# Prompt
State how many lines of the records contain the string "that", and give no other information.

Items from a dataset:
──────

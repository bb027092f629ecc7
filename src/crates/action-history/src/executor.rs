//! Executor contract for applying and reverting actions
//!
//! The **[`ActionExecutor`]** trait is the seam between the history store and
//! the application state it describes (uploaded data, forecast configuration,
//! forecast results). The store only orchestrates: it decides which action to
//! re-apply or revert next and asks the executor to do it. The executor is the
//! only party that touches real state.
//!
//! # Contract
//!
//! - **One action per call** - each call applies or reverts exactly one
//!   action's delta. Multi-step jumps are sequences of single calls.
//! - **Confirm or refuse** - return `Ok(())` only once the effect has taken
//!   place. Return [`ExecutorFailure`] if it did not; the store then leaves its
//!   cursor where it was.
//! - **Opaque payloads** - the store never inspects
//!   [`Action::forward_payload`] or [`Action::inverse_payload`]. Their shape is
//!   agreed between the producer of the action and the executor.
//! - **No concurrent calls** - the store never issues a second call while one
//!   is in flight.
//!
//! # Implementing an Executor
//!
//! ```rust,ignore
//! use action_history::{Action, ActionExecutor, ActionType, ExecutorFailure, ExecutorResult};
//! use async_trait::async_trait;
//!
//! struct DashboardExecutor {
//!     state: tokio::sync::Mutex<DashboardState>,
//! }
//!
//! #[async_trait]
//! impl ActionExecutor for DashboardExecutor {
//!     async fn apply_forward(&self, action: &Action) -> ExecutorResult {
//!         let mut state = self.state.lock().await;
//!         match action.action_type {
//!             ActionType::ConfigChange => state.apply_config(&action.forward_payload),
//!             ActionType::ForecastGeneration => state.rerun_forecast(&action.forward_payload).await,
//!             _ => state.apply_data_delta(&action.forward_payload),
//!         }
//!         .map_err(|e| ExecutorFailure::new(e.to_string()))
//!     }
//!
//!     async fn apply_inverse(&self, action: &Action) -> ExecutorResult {
//!         let payload = action
//!             .inverse_payload
//!             .as_ref()
//!             .ok_or_else(|| ExecutorFailure::new("no inverse payload"))?;
//!         let mut state = self.state.lock().await;
//!         state
//!             .apply_data_delta(payload)
//!             .map_err(|e| ExecutorFailure::new(e.to_string()))
//!     }
//! }
//! ```

use crate::action::Action;
use async_trait::async_trait;
use serde::{Deserialize, Serialize};
use std::fmt;
use std::sync::Arc;
use thiserror::Error;

/// Executor refusal: the step did not take effect
#[derive(Error, Debug, Clone, PartialEq, Eq)]
#[error("{reason}")]
pub struct ExecutorFailure {
    /// Why the step did not take effect, suitable for a toast
    pub reason: String,
}

impl ExecutorFailure {
    pub fn new(reason: impl Into<String>) -> Self {
        Self {
            reason: reason.into(),
        }
    }
}

/// Outcome of a single executor step
pub type ExecutorResult = std::result::Result<(), ExecutorFailure>;

/// Which effect of an action a step applies
#[derive(Debug, Clone, Copy, PartialEq, Eq, Hash, Serialize, Deserialize)]
#[serde(rename_all = "lowercase")]
pub enum Direction {
    /// Re-apply the action (redo)
    Forward,
    /// Revert the action (undo)
    Inverse,
}

impl fmt::Display for Direction {
    fn fmt(&self, f: &mut fmt::Formatter<'_>) -> fmt::Result {
        match self {
            Direction::Forward => f.write_str("forward"),
            Direction::Inverse => f.write_str("inverse"),
        }
    }
}

/// Applies and reverts recorded actions against application state
#[async_trait]
pub trait ActionExecutor: Send + Sync {
    /// Re-apply `action` using its forward payload
    async fn apply_forward(&self, action: &Action) -> ExecutorResult;

    /// Revert `action` using its inverse payload.
    ///
    /// The store only calls this for actions whose
    /// [`inverse_payload`](Action::inverse_payload) is present.
    async fn apply_inverse(&self, action: &Action) -> ExecutorResult;

    /// Apply one step in the given direction
    async fn apply(&self, direction: Direction, action: &Action) -> ExecutorResult {
        match direction {
            Direction::Forward => self.apply_forward(action).await,
            Direction::Inverse => self.apply_inverse(action).await,
        }
    }
}

#[async_trait]
impl<E: ActionExecutor + ?Sized> ActionExecutor for Arc<E> {
    async fn apply_forward(&self, action: &Action) -> ExecutorResult {
        (**self).apply_forward(action).await
    }

    async fn apply_inverse(&self, action: &Action) -> ExecutorResult {
        (**self).apply_inverse(action).await
    }

    async fn apply(&self, direction: Direction, action: &Action) -> ExecutorResult {
        (**self).apply(direction, action).await
    }
}

#[async_trait]
impl<E: ActionExecutor + ?Sized> ActionExecutor for Box<E> {
    async fn apply_forward(&self, action: &Action) -> ExecutorResult {
        (**self).apply_forward(action).await
    }

    async fn apply_inverse(&self, action: &Action) -> ExecutorResult {
        (**self).apply_inverse(action).await
    }

    async fn apply(&self, direction: Direction, action: &Action) -> ExecutorResult {
        (**self).apply(direction, action).await
    }
}
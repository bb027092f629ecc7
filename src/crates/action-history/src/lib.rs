//! # action-history - Undo/Redo Timeline for the Forecasting Dashboard
//!
//! **Session-scoped, in-memory history of user actions** with non-destructive
//! undo and redo, and jumps to any recorded point. Every dashboard flow that
//! changes state (uploading a dataset, cleaning it, editing the forecast
//! configuration, running or comparing models, exporting) records an
//! [`Action`] here; the undo/redo controls and the history timeline drive the
//! store back and forth.
//!
//! ## Overview
//!
//! - **Linear timeline** - One ordered list of actions plus a cursor. Recording
//!   after an undo discards the redo future, as in any editor.
//! - **Delta replay** - Actions are deltas over mutable application state, not
//!   snapshots. Undo, redo and jumps are sequences of single-action calls into
//!   an [`ActionExecutor`].
//! - **Confirmed moves** - The cursor moves only after the executor confirms
//!   a step, so the recorded timeline never runs ahead of real state.
//! - **Serialized intents** - One intent at a time; overlapping intents are
//!   rejected or queued ([`BusyPolicy`]).
//! - **Observable** - Every committed change is broadcast as a
//!   [`HistoryEvent`] and published as the latest [`HistorySnapshot`].
//! - **Ephemeral** - Nothing is persisted; dropping the store ends the history.
//!
//! ## Quick Start
//!
//! ```rust,no_run
//! use action_history::{Action, ActionType, HistoryStore, testing::RecordingExecutor};
//! use serde_json::json;
//!
//! #[tokio::main]
//! async fn main() -> Result<(), Box<dyn std::error::Error>> {
//!     let store = HistoryStore::new(RecordingExecutor::new());
//!
//!     let upload = Action::new(ActionType::DataUpload, "Uploaded sales.csv", json!({"rows": 365}))
//!         .with_inverse(json!({"rows": 0}));
//!     let upload_id = upload.id;
//!     store.record(upload).await?;
//!
//!     store
//!         .record(
//!             Action::new(ActionType::ConfigChange, "Horizon 30 days", json!({"horizon": 30}))
//!                 .with_inverse(json!({"horizon": 14})),
//!         )
//!         .await?;
//!
//!     store.undo().await?;
//!     store.redo().await?;
//!     store.jump_to(upload_id).await?;
//!
//!     let state = store.describe_state();
//!     println!("cursor: {:?}, can redo: {}", state.cursor, state.can_redo);
//!     Ok(())
//! }
//! ```
//!
//! ## Module Organization
//!
//! - [`action`] - [`Action`], [`ActionId`], [`ActionType`]
//! - [`history`] - [`History`] aggregate and [`HistorySnapshot`]
//! - [`executor`] - [`ActionExecutor`] contract
//! - [`store`] - [`HistoryStore`]
//! - [`events`] - [`HistoryEvent`] notifications
//! - [`config`] - [`HistoryConfig`] loading and validation
//! - [`logging`] - tracing subscriber setup
//! - [`error`] - [`HistoryError`]
//! - [`testing`] - [`RecordingExecutor`](testing::RecordingExecutor) for tests

pub mod action;
pub mod config;
pub mod error;
pub mod events;
pub mod executor;
pub mod history;
pub mod logging;
pub mod store;
pub mod testing;

// Re-export main types
pub use action::{Action, ActionId, ActionType, Payload};
pub use config::{BusyPolicy, FromEnv, HistoryConfig, LogFormat, LoggingConfig, ValidateConfig};
pub use error::{HistoryError, Result};
pub use events::{HistoryEvent, HistoryOperation};
pub use executor::{ActionExecutor, Direction, ExecutorFailure, ExecutorResult};
pub use history::{History, HistorySnapshot, PushOutcome};
pub use logging::init_logging;
pub use store::HistoryStore;
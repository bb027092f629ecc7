//! Tracing subscriber setup
//!
//! The library itself only emits `tracing` events. Applications embedding the
//! store (and the bundled example) call [`init_logging`] once at startup.

use crate::config::{LogFormat, LoggingConfig};
use crate::error::{HistoryError, Result};
use tracing_subscriber::EnvFilter;

/// Install a global `fmt` subscriber configured from `config`.
///
/// `RUST_LOG` takes precedence over `config.level` when set. Returns
/// `Ok(false)` if a global subscriber was already installed.
pub fn init_logging(config: &LoggingConfig) -> Result<bool> {
    let filter = build_filter(config)?;
    let builder = tracing_subscriber::fmt().with_env_filter(filter);

    let installed = match (config.format, config.timestamps) {
        (LogFormat::Compact, true) => builder.compact().try_init(),
        (LogFormat::Compact, false) => builder.compact().without_time().try_init(),
        (LogFormat::Pretty, true) => builder.pretty().try_init(),
        (LogFormat::Pretty, false) => builder.pretty().without_time().try_init(),
        (LogFormat::Json, true) => builder.json().try_init(),
        (LogFormat::Json, false) => builder.json().without_time().try_init(),
    };

    Ok(installed.is_ok())
}

fn build_filter(config: &LoggingConfig) -> Result<EnvFilter> {
    if let Ok(filter) = EnvFilter::try_from_default_env() {
        return Ok(filter);
    }
    EnvFilter::try_new(&config.level)
        .map_err(|e| HistoryError::Config(format!("Invalid log level '{}': {}", config.level, e)))
}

──────

# Answer to this problem
2